- [Work to be completed] From the entries below, tally the lines with "nicht" in them and reply with that figure only.

- [Excerpted data]
= = = = =

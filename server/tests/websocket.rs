//! Ende-zu-Ende-Tests ueber einen echten WebSocket-Listener

use std::collections::VecDeque;
use std::net::SocketAddr;
use std::time::Duration;

use futures_util::{SinkExt, StreamExt};
use sprintwerk_core::UserId;
use sprintwerk_protocol::{wire::stapel_zerlegen, Envelope, NachrichtenTyp};
use sprintwerk_server::{config::ServerConfig, Server};
use tokio::net::{TcpListener, TcpStream};
use tokio::sync::oneshot;
use tokio::time::timeout;
use tokio_tungstenite::tungstenite::client::IntoClientRequest;
use tokio_tungstenite::tungstenite::http::{HeaderValue, StatusCode};
use tokio_tungstenite::tungstenite::protocol::frame::coding::CloseCode;
use tokio_tungstenite::tungstenite::{Error as WsError, Message};
use tokio_tungstenite::{connect_async, MaybeTlsStream, WebSocketStream};

const WARTEZEIT: Duration = Duration::from_secs(5);

type Socket = WebSocketStream<MaybeTlsStream<TcpStream>>;

async fn server_starten(config: ServerConfig) -> (Server, SocketAddr) {
    let server = Server::neu(config).unwrap();
    let listener = TcpListener::bind("127.0.0.1:0").await.unwrap();
    let addr = listener.local_addr().unwrap();
    let app = server.app();
    tokio::spawn(async move {
        axum::serve(listener, app).await.unwrap();
    });
    (server, addr)
}

async fn verbinden(addr: SocketAddr, user: Option<&'static str>) -> Result<Socket, WsError> {
    let mut request = format!("ws://{addr}/ws").into_client_request()?;
    if let Some(user) = user {
        request
            .headers_mut()
            .insert("x-user-id", HeaderValue::from_static(user));
    }
    connect_async(request).await.map(|(socket, _)| socket)
}

fn http_status(ergebnis: Result<Socket, WsError>) -> StatusCode {
    match ergebnis {
        Err(WsError::Http(antwort)) => antwort.status(),
        Err(e) => panic!("Unerwarteter Fehler: {e}"),
        Ok(_) => panic!("Upgrade haette abgelehnt werden muessen"),
    }
}

struct TestClient {
    socket: Socket,
    puffer: VecDeque<Envelope>,
    gesehen: Vec<NachrichtenTyp>,
}

impl TestClient {
    async fn neu(addr: SocketAddr, user: &'static str) -> Self {
        let socket = verbinden(addr, Some(user)).await.unwrap();
        let mut client = Self {
            socket,
            puffer: VecDeque::new(),
            gesehen: Vec::new(),
        };
        // Ping-Pong stellt sicher, dass die Verbindung im Hub registriert ist
        client.senden(r#"{"action":"ping"}"#).await;
        client.naechstes(NachrichtenTyp::Pong).await;
        client.gesehen.clear();
        client
    }

    async fn senden(&mut self, text: &str) {
        self.socket.send(Message::Text(text.to_string())).await.unwrap();
    }

    async fn beitreten(&mut self, raum: &str) {
        self.senden(&format!(r#"{{"action":"join","room":"{raum}"}}"#)).await;
        let ack = self.naechstes(NachrichtenTyp::Ack).await;
        assert_eq!(ack.payload["room"], raum);
    }

    async fn naechstes(&mut self, typ: NachrichtenTyp) -> Envelope {
        loop {
            while let Some(envelope) = self.puffer.pop_front() {
                if envelope.typ == typ {
                    return envelope;
                }
                self.gesehen.push(envelope.typ);
            }

            let frame = timeout(WARTEZEIT, self.socket.next())
                .await
                .unwrap_or_else(|_| panic!("Kein {typ} innerhalb der Wartezeit"))
                .expect("Verbindung beendet")
                .unwrap();
            if let Message::Text(text) = frame {
                for zeile in stapel_zerlegen(&text) {
                    self.puffer.push_back(Envelope::from_json(zeile).unwrap());
                }
            }
        }
    }

    /// Liest bis zum Close-Frame und liefert dessen Code
    async fn close_code(&mut self) -> Option<CloseCode> {
        loop {
            let frame = timeout(WARTEZEIT, self.socket.next())
                .await
                .expect("Kein Close-Frame erhalten")
                .expect("Verbindung ohne Close-Frame beendet")
                .expect("Verbindung ohne Close-Frame abgebrochen");
            if let Message::Close(frame) = frame {
                return frame.map(|f| f.code);
            }
        }
    }
}

#[tokio::test]
async fn upgrade_ohne_identitaet_wird_abgelehnt() {
    let (_server, addr) = server_starten(ServerConfig::default()).await;
    assert_eq!(http_status(verbinden(addr, None).await), StatusCode::UNAUTHORIZED);
}

#[tokio::test]
async fn volles_verbindungslimit_liefert_503() {
    let mut config = ServerConfig::default();
    config.server.max_verbindungen = 1;
    let (_server, addr) = server_starten(config).await;

    let _erster = TestClient::neu(addr, "u1").await;
    assert_eq!(
        http_status(verbinden(addr, Some("u2")).await),
        StatusCode::SERVICE_UNAVAILABLE
    );
}

#[tokio::test]
async fn task_event_erreicht_andere_projektmitglieder() {
    let (server, addr) = server_starten(ServerConfig::default()).await;
    let mut alice = TestClient::neu(addr, "alice").await;
    let mut bob = TestClient::neu(addr, "bob").await;
    alice.beitreten("project:7").await;
    bob.beitreten("project:7").await;

    let empfaenger = server.broadcaster().task_erstellt(
        "7",
        &serde_json::json!({ "id": "t-1", "title": "Login-Seite" }),
        &UserId::from("alice"),
    );
    assert_eq!(empfaenger, 1);

    let event = bob.naechstes(NachrichtenTyp::TaskCreated).await;
    assert_eq!(event.payload["id"], "t-1");

    // Alice bekommt ihr eigenes Event nicht zurueck
    alice.senden(r#"{"action":"ping"}"#).await;
    alice.naechstes(NachrichtenTyp::Pong).await;
    assert!(!alice.gesehen.contains(&NachrichtenTyp::TaskCreated));
}

#[tokio::test]
async fn shutdown_schliesst_verbindung_sauber() {
    let (server, addr) = server_starten(ServerConfig::default()).await;
    let mut client = TestClient::neu(addr, "u1").await;

    assert_eq!(server.hub().alle_trennen(), 1);

    assert_eq!(client.close_code().await, Some(CloseCode::Normal));
    assert!(!server.hub().ist_online(&UserId::from("u1")));
}

#[tokio::test(flavor = "multi_thread", worker_threads = 2)]
async fn server_endet_erst_nach_close_frames() {
    let std_listener = std::net::TcpListener::bind("127.0.0.1:0").unwrap();
    std_listener.set_nonblocking(true).unwrap();
    let addr = std_listener.local_addr().unwrap();
    let (signal_tx, signal_rx) = oneshot::channel::<()>();

    // Eigene Runtime wie im Binary: sie wird direkt nach starten_mit verworfen
    let server_thread = std::thread::spawn(move || {
        let runtime = tokio::runtime::Builder::new_multi_thread()
            .enable_all()
            .build()
            .unwrap();
        let ergebnis = runtime.block_on(async move {
            let mut config = ServerConfig::default();
            config.observability.aktiviert = false;
            let listener = TcpListener::from_std(std_listener).unwrap();
            Server::neu(config)
                .unwrap()
                .starten_mit(listener, async {
                    let _ = signal_rx.await;
                })
                .await
        });
        drop(runtime);
        ergebnis
    });

    let mut clients = Vec::new();
    for user in ["u1", "u2", "u3"] {
        clients.push(TestClient::neu(addr, user).await);
    }

    signal_tx.send(()).unwrap();
    tokio::task::spawn_blocking(move || server_thread.join())
        .await
        .unwrap()
        .unwrap()
        .unwrap();

    for client in &mut clients {
        assert_eq!(client.close_code().await, Some(CloseCode::Normal));
    }
}
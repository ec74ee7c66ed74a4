//! Envelope – Ausgehendes Nachrichtenformat (Hub -> Client)
//!
//! ```json
//! { "type": "task_created", "payload": { ... }, "timestamp": "2026-01-01T12:00:00Z" }
//! ```
//!
//! Ein Envelope ist nach dem Erstellen unveraenderlich. Der Hub serialisiert
//! es genau einmal pro Fan-Out und verteilt dieselben Bytes an alle Empfaenger.

use chrono::{DateTime, Utc};
use serde::{Deserialize, Serialize};
use serde_json::{Map, Value};
use std::sync::Arc;

/// Payload eines Envelopes: String-Schluessel auf beliebige JSON-Werte
pub type Payload = Map<String, Value>;

// ---------------------------------------------------------------------------
// Typ-Katalog
// ---------------------------------------------------------------------------

/// Fester Katalog aller ausgehenden Nachrichtentypen
///
/// Domain-Typen werden vom Kern nicht interpretiert, nur geroutet.
#[derive(Debug, Clone, Copy, PartialEq, Eq, Hash, Serialize, Deserialize)]
#[serde(rename_all = "snake_case")]
pub enum NachrichtenTyp {
    // Presence
    UserOnline,
    UserOffline,

    // Protokoll
    Ping,
    Pong,
    Ack,
    Error,
    Typing,

    // Tasks
    TaskCreated,
    TaskUpdated,
    TaskDeleted,
    TaskMoved,
    TaskAssigned,
    CommentAdded,

    // Sprints
    SprintCreated,
    SprintUpdated,
    SprintStarted,
    SprintCompleted,

    // Ziele
    GoalCreated,
    GoalUpdated,
    GoalDeleted,

    // Hierarchie
    WorkspaceUpdated,
    WorkspaceDeleted,
    SpaceCreated,
    SpaceUpdated,
    SpaceDeleted,
    FolderCreated,
    FolderUpdated,
    FolderDeleted,
    ProjectCreated,
    ProjectUpdated,
    ProjectDeleted,

    // Mitglieder
    MemberAdded,
    MemberRemoved,
    MemberRoleChanged,

    // Chat
    ChatMessage,
    ChatMessageUpdated,
    ChatMessageDeleted,

    // Persoenlich
    InvitationReceived,
    NotificationCreated,
    PermissionsChanged,
}

impl NachrichtenTyp {
    /// Name im Wire-Format
    pub fn als_str(&self) -> &'static str {
        match self {
            Self::UserOnline => "user_online",
            Self::UserOffline => "user_offline",
            Self::Ping => "ping",
            Self::Pong => "pong",
            Self::Ack => "ack",
            Self::Error => "error",
            Self::Typing => "typing",
            Self::TaskCreated => "task_created",
            Self::TaskUpdated => "task_updated",
            Self::TaskDeleted => "task_deleted",
            Self::TaskMoved => "task_moved",
            Self::TaskAssigned => "task_assigned",
            Self::CommentAdded => "comment_added",
            Self::SprintCreated => "sprint_created",
            Self::SprintUpdated => "sprint_updated",
            Self::SprintStarted => "sprint_started",
            Self::SprintCompleted => "sprint_completed",
            Self::GoalCreated => "goal_created",
            Self::GoalUpdated => "goal_updated",
            Self::GoalDeleted => "goal_deleted",
            Self::WorkspaceUpdated => "workspace_updated",
            Self::WorkspaceDeleted => "workspace_deleted",
            Self::SpaceCreated => "space_created",
            Self::SpaceUpdated => "space_updated",
            Self::SpaceDeleted => "space_deleted",
            Self::FolderCreated => "folder_created",
            Self::FolderUpdated => "folder_updated",
            Self::FolderDeleted => "folder_deleted",
            Self::ProjectCreated => "project_created",
            Self::ProjectUpdated => "project_updated",
            Self::ProjectDeleted => "project_deleted",
            Self::MemberAdded => "member_added",
            Self::MemberRemoved => "member_removed",
            Self::MemberRoleChanged => "member_role_changed",
            Self::ChatMessage => "chat_message",
            Self::ChatMessageUpdated => "chat_message_updated",
            Self::ChatMessageDeleted => "chat_message_deleted",
            Self::InvitationReceived => "invitation_received",
            Self::NotificationCreated => "notification_created",
            Self::PermissionsChanged => "permissions_changed",
        }
    }
}

impl std::fmt::Display for NachrichtenTyp {
    fn fmt(&self, f: &mut std::fmt::Formatter<'_>) -> std::fmt::Result {
        f.write_str(self.als_str())
    }
}

// ---------------------------------------------------------------------------
// Envelope
// ---------------------------------------------------------------------------

/// Ausgehende Nachricht an einen oder mehrere Clients
#[derive(Debug, Clone, PartialEq, Serialize, Deserialize)]
pub struct Envelope {
    #[serde(rename = "type")]
    pub typ: NachrichtenTyp,
    #[serde(default)]
    pub payload: Payload,
    /// RFC3339-Zeitstempel der Erstellung
    pub timestamp: DateTime<Utc>,
}

impl Envelope {
    /// Erstellt ein Envelope mit aktuellem Zeitstempel
    pub fn neu(typ: NachrichtenTyp, payload: Payload) -> Self {
        Self {
            typ,
            payload,
            timestamp: Utc::now(),
        }
    }

    /// Envelope ohne Payload (z.B. Ping)
    pub fn leer(typ: NachrichtenTyp) -> Self {
        Self::neu(typ, Payload::new())
    }

    /// `error`-Envelope mit Code und lesbarer Meldung
    pub fn fehler(code: crate::control::ErrorCode, meldung: impl Into<String>) -> Self {
        let mut payload = Payload::new();
        payload.insert("code".into(), Value::String(code.als_str().into()));
        payload.insert("message".into(), Value::String(meldung.into()));
        Self::neu(NachrichtenTyp::Error, payload)
    }

    /// Serialisiert das Envelope einmalig in geteilte Bytes fuer den Fan-Out
    pub fn serialisieren(&self) -> serde_json::Result<Arc<str>> {
        serde_json::to_string(self).map(Arc::from)
    }

    /// Deserialisiert ein Envelope (Client-Seite, Tests)
    pub fn from_json(json: &str) -> serde_json::Result<Self> {
        serde_json::from_str(json)
    }
}

/// Wandelt einen beliebigen serialisierbaren Wert in eine Payload-Map
///
/// Schlaegt fehl wenn der Wert nicht serialisierbar ist oder kein
/// JSON-Objekt ergibt.
pub fn payload_aus<T: Serialize + ?Sized>(wert: &T) -> serde_json::Result<Payload> {
    match serde_json::to_value(wert)? {
        Value::Object(map) => Ok(map),
        Value::Null => Ok(Payload::new()),
        anderes => Err(serde::ser::Error::custom(format!(
            "Payload muss ein JSON-Objekt sein, erhalten: {}",
            json_art(&anderes)
        ))),
    }
}

fn json_art(wert: &Value) -> &'static str {
    match wert {
        Value::Null => "null",
        Value::Bool(_) => "bool",
        Value::Number(_) => "number",
        Value::String(_) => "string",
        Value::Array(_) => "array",
        Value::Object(_) => "object",
    }
}

// ---------------------------------------------------------------------------
// Tests
// ---------------------------------------------------------------------------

= = = = =

- [The answer] 3